In the course of a number of strings people discuss the relationship between Dang Soo Do and Shotokan. I am becoming confused as to whether DSD practitioners see their art as an extension or modification of Shotokan, or as a separate art though heavily influenced BY Shotokan. For those of you who train in this art this may be a no-brainer, but to someone who does not it seems as though folks continually slide back and forth between these two poles. Help? Anyone? 

Best Wishes, 

Bruce


----------



## mtabone

Hello,

Tang Soo Do is an art all its own, though it is heavily influenced by Shotokan. 

If you take a Someone who is Shotokan and someone who is Tang Soo Do and have them in class together, you would see a very interesting class...

You could compare just Bassai, and that would take 20 min. One could tell they were the same form, but different aspects are emphisised and done much differently... 

Hope this helps...

M.Tabone


----------



## The Kai

Actually I looked back over some old issues of the Journal Asian Martial Arts.  The article stated that by the 20th century all Korean traditions had died out. The book MU YEI TOBO TONG JI was mostly a reprinted Chinese text, and the only surviving records from pre "modern" times to survive have to do with taxes and such.

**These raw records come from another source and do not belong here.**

//! Error types for configuration operations.

use std::path::PathBuf;
use thiserror::Error;

/// Errors that can occur while loading configuration or switching scales.
#[derive(Debug, Error)]
pub enum ConfigError {
    /// Failed to read a file
    #[error("failed to read file '{path}': {source}")]
    ReadFile {
        /// Path of the file that could not be read.
        path: PathBuf,
        /// Underlying I/O error.
        #[source]
        source: std::io::Error,
    },

    /// Failed to write a file
    #[error("failed to write file '{path}': {source}")]
    WriteFile {
        /// Path of the file that could not be written.
        path: PathBuf,
        /// Underlying I/O error.
        #[source]
        source: std::io::Error,
    },

    /// Failed to parse TOML
    #[error("failed to parse TOML: {0}")]
    TomlParse(#[from] toml::de::Error),

    /// Failed to serialize TOML
    #[error("failed to serialize TOML: {0}")]
    TomlSerialize(#[from] toml::ser::Error),

    /// No scale with this name is registered
    #[error("unknown scale: {0}")]
    InvalidScaleName(String),

    /// A scale definition is malformed
    #[error("invalid scale '{name}': {reason}")]
    InvalidScale {
        /// Name of the offending scale.
        name: String,
        /// Description of what is wrong with it.
        reason: String,
    },

    /// Two scales share a name
    #[error("duplicate scale name: {0}")]
    DuplicateScale(String),

    /// A configuration value is out of range
    #[error("invalid value for '{field}': {reason}")]
    InvalidValue {
        /// Dotted path of the field.
        field: String,
        /// Description of why the value is invalid.
        reason: String,
    },

    /// Failed to create directory
    #[error("failed to create directory '{path}': {source}")]
    CreateDir {
        /// Path of the directory that could not be created.
        path: PathBuf,
        /// Underlying I/O error.
        #[source]
        source: std::io::Error,
    },
}

impl ConfigError {
    /// Create a read file error.
    pub fn read_file(path: impl Into<PathBuf>, source: std::io::Error) -> Self {
        ConfigError::ReadFile {
            path: path.into(),
            source,
        }
    }

    /// Create a write file error.
    pub fn write_file(path: impl Into<PathBuf>, source: std::io::Error) -> Self {
        ConfigError::WriteFile {
            path: path.into(),
            source,
        }
    }

    /// Create a create directory error.
    pub fn create_dir(path: impl Into<PathBuf>, source: std::io::Error) -> Self {
        ConfigError::CreateDir {
            path: path.into(),
            source,
        }
    }

    /// Create an invalid value error.
    pub fn invalid_value(field: impl Into<String>, reason: impl Into<String>) -> Self {
        ConfigError::InvalidValue {
            field: field.into(),
            reason: reason.into(),
        }
    }

    /// Create an invalid scale error.
    pub fn invalid_scale(name: impl Into<String>, reason: impl Into<String>) -> Self {
        ConfigError::InvalidScale {
            name: name.into(),
            reason: reason.into(),
        }
    }
}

May 99 isssue of Black belt had a article "the twisted history of tang soo do' in which the author trieed to track down the history of TSD forms.  It concludes with admission from the 1995 book" the Making of Tang Soo Do" that the form were learned from a book.
There is also a couple of articles from Classicsl Fighting Arts magazine that are interesting.
As for the previiuos post about the 85 yr old last practioner of Tae Kyon?  If he was the last how long did it take him to train a successor?  At 85yrs old?
 If this rubs you the wrong way please ignore 
Thanks 
Todd


----------



## glad2bhere

Thanks, Todd. 

"....Actually I looked back over some old issues of the Journal Asian Martial Arts. The article stated that by the 20th century all Korean traditions had died out. The book MU YEI TOBO TONG JI was mostly a reprinted Chinese text, and the only surviving records from pre "modern" times to survive have to do with taxes and such......." 

I've talked with Mr. DiMarco a few times and he is a bit of a stickler for accuracy. Its hard for me to think he would let a generalization slip by his pen. Then, again, context is everything, so maybe there are a few assumptions that were made. Let me toss a couple of these thoughts out. 

1.) I can't think of anyone who is well read who would agree that "all Korean traditions had died out." Korean archery, wrestling, sword and MThand all continued through the 17 and 1800-s all the way up through the Occupation, WW II, the Korean War and afterwards. I think the point that people keep sticking on is that they are looking for some kind of lineage of "style" like the Japanese had/have. The message that I get is that if there is no such lineage then the art didn't exist. 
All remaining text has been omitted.